--- DATA LISTING Enclosed Below ---

impl ShopDb {
    /// Open (or create) a SQLite database at the given path and run migrations.
    pub fn new(path: &Path) -> anyhow::Result<Self> {
        let conn = Connection::open(path).context("Failed to open SQLite database")?;
        let db = Self { conn };
        db.init()?;
        Ok(db)
    }

    /// Create an in-memory SQLite database (for testing).
    pub fn new_in_memory() -> anyhow::Result<Self> {
        let conn =
            Connection::open_in_memory().context("Failed to open in-memory SQLite database")?;
        let db = Self { conn };
        db.init()?;
        Ok(db)
    }

    fn init(&self) -> anyhow::Result<()> {
        self.conn
            .execute_batch("PRAGMA foreign_keys = ON;")
            .context("Failed to enable foreign keys")?;
        self.run_migrations().context("Failed to run migrations")?;
        Ok(())
    }

    fn run_migrations(&self) -> anyhow::Result<()> {
        self.conn
            .execute_batch(
                "
                CREATE TABLE IF NOT EXISTS customers (
                    id INTEGER PRIMARY KEY AUTOINCREMENT,
                    first_name TEXT NOT NULL,
                    last_name TEXT NOT NULL,
                    email TEXT NOT NULL UNIQUE,
                    phone TEXT NOT NULL UNIQUE,
                    address1 TEXT NOT NULL,
                    address2 TEXT,
                    city TEXT NOT NULL,
                    state TEXT NOT NULL,
                    zip TEXT NOT NULL,
                    notes TEXT,
                    active INTEGER NOT NULL DEFAULT 1,
                    created_at TEXT NOT NULL DEFAULT (datetime('now')),
                    updated_at TEXT NOT NULL DEFAULT (datetime('now'))
                );

                CREATE TABLE IF NOT EXISTS tickets (
                    id INTEGER PRIMARY KEY AUTOINCREMENT,
                    customer_id INTEGER NOT NULL REFERENCES customers(id),
                    title TEXT NOT NULL,
                    description TEXT NOT NULL DEFAULT '',
                    completed INTEGER NOT NULL DEFAULT 0,
                    tech TEXT NOT NULL DEFAULT 'unassigned',
                    created_at TEXT NOT NULL DEFAULT (datetime('now')),
                    updated_at TEXT NOT NULL DEFAULT (datetime('now'))
                );

                CREATE INDEX IF NOT EXISTS idx_tickets_customer ON tickets(customer_id);
                CREATE INDEX IF NOT EXISTS idx_tickets_completed ON tickets(completed);
                ",
            )
            .context("Failed to create tables")?;
        Ok(())
    }

    // ── Customers ─────────────────────────────────────────────────────

    pub fn create_customer(&self, input: &CustomerInput) -> Result<Customer, ShopError> {
        self.conn.execute(
            "INSERT INTO customers (first_name, last_name, email, phone, address1, address2, city, state, zip, notes, active)
             VALUES (?1, ?2, ?3, ?4, ?5, ?6, ?7, ?8, ?9, ?10, ?11)",
            params![
                input.first_name.trim(),
                input.last_name.trim(),
                input.email.trim().to_lowercase(),
                input.phone,
                input.address1.trim(),
                non_empty(&input.address2),
                input.city.trim(),
                input.state.to_uppercase(),
                input.zip,
                non_empty(&input.notes),
                input.active,
            ],
        )?;
        let id = self.conn.last_insert_rowid();
        self.get_customer(id)?
            .ok_or(ShopError::CustomerNotFound { id })
    }

    pub fn update_customer(&self, input: &CustomerInput) -> Result<Customer, ShopError> {
        let changed = self.conn.execute(
            "UPDATE customers SET first_name = ?1, last_name = ?2, email = ?3, phone = ?4,
                address1 = ?5, address2 = ?6, city = ?7, state = ?8, zip = ?9, notes = ?10,
                active = ?11, updated_at = datetime('now')
             WHERE id = ?12",
            params![
                input.first_name.trim(),
                input.last_name.trim(),
                input.email.trim().to_lowercase(),
                input.phone,
                input.address1.trim(),
                non_empty(&input.address2),
                input.city.trim(),
                input.state.to_uppercase(),
                input.zip,
                non_empty(&input.notes),
                input.active,
                input.id,
            ],
        )?;
        if changed == 0 {
            return Err(ShopError::CustomerNotFound { id: input.id });
        }
        self.get_customer(input.id)?
            .ok_or(ShopError::CustomerNotFound { id: input.id })
    }

    pub fn get_customer(&self, id: i64) -> Result<Option<Customer>, ShopError> {
        let sql = format!("SELECT {} FROM customers WHERE id = ?1", CUSTOMER_COLUMNS);
        let customer = self
            .conn
            .query_row(&sql, params![id], customer_from_row)
            .optional()?;
        Ok(customer)
    }

    pub fn search_customers(&self, search_text: &str) -> Result<Vec<Customer>, ShopError> {
        let sql = format!(
            "SELECT {} FROM customers
             WHERE first_name LIKE ?1 ESCAPE '\\' OR last_name LIKE ?1 ESCAPE '\\'
                OR email LIKE ?1 ESCAPE '\\' OR phone LIKE ?1 ESCAPE '\\'
                OR city LIKE ?1 ESCAPE '\\' OR zip LIKE ?1 ESCAPE '\\'
                OR (first_name || ' ' || last_name) LIKE ?1 ESCAPE '\\'
             ORDER BY last_name COLLATE NOCASE, id",
            CUSTOMER_COLUMNS
        );
        let mut stmt = self.conn.prepare(&sql)?;
        let rows = stmt.query_map(params![like_pattern(search_text)], customer_from_row)?;
        let mut customers = Vec::new();
        for row in rows {
            customers.push(row?);
        }
        Ok(customers)
    }

    // ── Tickets ───────────────────────────────────────────────────────

    pub fn create_ticket(&self, input: &TicketInput) -> Result<Ticket, ShopError> {
        self.conn.execute(
            "INSERT INTO tickets (customer_id, title, description, completed, tech)
             VALUES (?1, ?2, ?3, ?4, ?5)",
            params![
                input.customer_id,
                input.title.trim(),
                input.description,
                input.completed,
                input.tech.trim().to_lowercase(),
            ],
        )?;
        let id = self.conn.last_insert_rowid();
        self.get_ticket(id)?.ok_or(ShopError::TicketNotFound { id })
    }

    pub fn update_ticket(&self, id: i64, input: &TicketInput) -> Result<Ticket, ShopError> {
        let changed = self.conn.execute(
            "UPDATE tickets SET title = ?1, description = ?2, completed = ?3, tech = ?4,
                updated_at = datetime('now')
             WHERE id = ?5",
            params![
                input.title.trim(),
                input.description,
                input.completed,
                input.tech.trim().to_lowercase(),
                id,
            ],
        )?;
        if changed == 0 {
            return Err(ShopError::TicketNotFound { id });
        }
        self.get_ticket(id)?.ok_or(ShopError::TicketNotFound { id })
    }

    pub fn get_ticket(&self, id: i64) -> Result<Option<Ticket>, ShopError> {
        let sql = format!("SELECT {} FROM tickets WHERE id = ?1", TICKET_COLUMNS);
        let ticket = self
            .conn
            .query_row(&sql, params![id], |row| {
                Ok(Ticket {
                    id: row.get(0)?,
                    customer_id: row.get(1)?,
                    title: row.get(2)?,
                    description: row.get(3)?,
                    completed: row.get(4)?,
                    tech: row.get(5)?,
                    created_at: row.get(6)?,
                    updated_at: row.get(7)?,
                })
            })
            .optional()?;
        Ok(ticket)
    }

    pub fn get_open_tickets(&self) -> Result<Vec<TicketSearchRow>, ShopError> {
        let sql = format!(
            "{} WHERE t.completed = 0 ORDER BY t.created_at, t.id",
            TICKET_ROW_SELECT
        );
        let mut stmt = self.conn.prepare(&sql)?;
        let rows = stmt.query_map([], ticket_row_from_row)?;
        let mut tickets = Vec::new();
        for row in rows {
            tickets.push(row?);
        }
        Ok(tickets)
    }

    pub fn search_tickets(&self, search_text: &str) -> Result<Vec<TicketSearchRow>, ShopError> {
        let sql = format!(
            "{} WHERE t.title LIKE ?1 ESCAPE '\\' OR t.tech LIKE ?1 ESCAPE '\\'
                OR c.first_name LIKE ?1 ESCAPE '\\' OR c.last_name LIKE ?1 ESCAPE '\\'
                OR c.email LIKE ?1 ESCAPE '\\' OR c.phone LIKE ?1 ESCAPE '\\'
                OR c.city LIKE ?1 ESCAPE '\\' OR c.zip LIKE ?1 ESCAPE '\\'
                OR (c.first_name || ' ' || c.last_name) LIKE ?1 ESCAPE '\\'
             ORDER BY t.created_at, t.id",
            TICKET_ROW_SELECT
        );
        let mut stmt = self.conn.prepare(&sql)?;
        let rows = stmt.query_map(params![like_pattern(search_text)], ticket_row_from_row)?;
        let mut tickets = Vec::new();
        for row in rows {
            tickets.push(row?);
        }
        Ok(tickets)
    }

    #[cfg(test)]
    pub(crate) fn execute_raw(&self, sql: &str) -> rusqlite::Result<()> {
        self.conn.execute_batch(sql)
    }
}
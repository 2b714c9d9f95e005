//! Transient user notifications ("toasts").
//!
//! Delivery is fire-and-forget: a `Notifier` never reports whether anyone
//! saw the message.

use std::sync::Mutex;

use serde::{Deserialize, Serialize};

#[derive(Debug, Clone, Copy, PartialEq, Eq, Serialize, Deserialize)]
#[serde(rename_all = "snake_case")]
pub enum Severity {
    Success,
    Error,
    Warning,
    Info,
}

impl Severity {
    pub fn as_str(&self) -> &'static str {
        match self {
            Self::Success => "success",
            Self::Error => "error",
            Self::Warning => "warning",
            Self::Info => "info",
        }
    }
}

impl std::fmt::Display for Severity {
    fn fmt(&self, f: &mut std::fmt::Formatter<'_>) -> std::fmt::Result {
        f.write_str(self.as_str())
    }
}

#[derive(Debug, Clone, PartialEq, Eq, Serialize, Deserialize)]
pub struct Notification {
    pub message: String,
    pub severity: Severity,
}

pub trait Notifier: Send + Sync {
    fn notify(&self, message: &str, severity: Severity);

    fn success(&self, message: &str) {
        self.notify(message, Severity::Success);
    }

    fn error(&self, message: &str) {
        self.notify(message, Severity::Error);
    }

    fn warning(&self, message: &str) {
        self.notify(message, Severity::Warning);
    }

    fn info(&self, message: &str) {
        self.notify(message, Severity::Info);
    }
}

/// Keeps notifications so a request handler can return them to the
/// caller that triggered them.
#[derive(Debug, Default)]
pub struct CollectingNotifier {
    sent: Mutex<Vec<Notification>>,
}

impl CollectingNotifier {
    pub fn take(&self) -> Vec<Notification> {
        self.sent
            .lock()
            .map(|mut sent| std::mem::take(&mut *sent))
            .unwrap_or_default()
    }
}

impl Notifier for CollectingNotifier {
    fn notify(&self, message: &str, severity: Severity) {
        tracing::debug!(%severity, text = message, "notification");
        if let Ok(mut sent) = self.sent.lock() {
            sent.push(Notification {
                message: message.to_string(),
                severity,
            });
        }
    }
}
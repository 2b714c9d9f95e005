//! Typed error hierarchy for the repair shop service.
//!
//! `ShopError` covers storage, validation and permission failures raised by
//! the store and the server actions. The HTTP layer maps it onto `ApiError`.

use std::collections::BTreeMap;

use thiserror::Error;

/// Per-field validation messages, keyed by field name.
pub type FieldErrors = BTreeMap<String, String>;

#[derive(Debug, Error)]
pub enum ShopError {
    #[error("Customer ID #{id} not found")]
    CustomerNotFound { id: i64 },

    #[error("Ticket ID #{id} not found")]
    TicketNotFound { id: i64 },

    #[error("Customer ID #{id} is not active")]
    CustomerInactive { id: i64 },

    /// A write hit a uniqueness constraint. `detail` names the constraint.
    #[error("Unique entry required. {detail}")]
    Duplicate { detail: String },

    #[error("Validation failed for {} field(s)", .0.len())]
    Validation(FieldErrors),

    #[error("Not allowed: {0}")]
    Forbidden(String),

    #[error("Database error: {0}")]
    Database(#[source] rusqlite::Error),

    #[error("Database lock poisoned")]
    LockPoisoned,

    #[error("Invalid request: {0}")]
    BadRequest(String),

    #[error(transparent)]
    Other(#[from] anyhow::Error),
}

impl ShopError {
    pub fn is_not_found(&self) -> bool {
        matches!(
            self,
            ShopError::CustomerNotFound { .. } | ShopError::TicketNotFound { .. }
        )
    }
}

impl From<rusqlite::Error> for ShopError {
    fn from(err: rusqlite::Error) -> Self {
        if let rusqlite::Error::SqliteFailure(code, message) = &err {
            if code.extended_code == rusqlite::ffi::SQLITE_CONSTRAINT_UNIQUE {
                let detail = message
                    .clone()
                    .unwrap_or_else(|| "UNIQUE constraint failed".to_string());
                return ShopError::Duplicate { detail };
            }
        }
        ShopError::Database(err)
    }
}

#[cfg(test)]
mod tests {
    use super::*;

    #[test]
    fn customer_not_found_carries_id() {
        let err = ShopError::CustomerNotFound { id: 42 };
        assert!(err.is_not_found());
        assert_eq!(err.to_string(), "Customer ID #42 not found");
    }

    #[test]
    fn duplicate_message_prefix() {
        let err = ShopError::Duplicate {
            detail: "UNIQUE constraint failed: customers.email".into(),
        };
        assert!(err.to_string().starts_with("Unique entry required. "));
        assert!(!err.is_not_found());
    }

    #[test]
    fn unique_violation_maps_to_duplicate() {
        let conn = rusqlite::Connection::open_in_memory().unwrap();
        conn.execute_batch("CREATE TABLE t (email TEXT UNIQUE); INSERT INTO t VALUES ('a@b.co');")
            .unwrap();
        let err: ShopError = conn
            .execute("INSERT INTO t VALUES ('a@b.co')", [])
            .unwrap_err()
            .into();
        match err {
            ShopError::Duplicate { detail } => assert!(detail.contains("t.email")),
            other => panic!("Expected Duplicate, got {other:?}"),
        }
    }

    #[test]
    fn other_sqlite_errors_map_to_database() {
        let conn = rusqlite::Connection::open_in_memory().unwrap();
        let err: ShopError = conn
            .execute("INSERT INTO missing VALUES (1)", [])
            .unwrap_err()
            .into();
        assert!(matches!(err, ShopError::Database(_)));
    }

    #[test]
    fn validation_error_counts_fields() {
        let mut fields = FieldErrors::new();
        fields.insert("title".into(), "Title is required".into());
        let err = ShopError::Validation(fields);
        assert!(err.to_string().contains("1 field"));
    }

    #[test]
    fn all_variants_implement_std_error() {
        fn assert_std_error<E: std::error::Error>(_: &E) {}
        assert_std_error(&ShopError::LockPoisoned);
        assert_std_error(&ShopError::Forbidden("x".into()));
    }
}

--- End of Enclosed DATA LISTING ---

▶ **WORK ITEM**
Please return every line of the records that contains the word "notifications".

▶ **RESULT**
//! Transient user notifications ("toasts").
/// Keeps notifications so a request handler can return them to the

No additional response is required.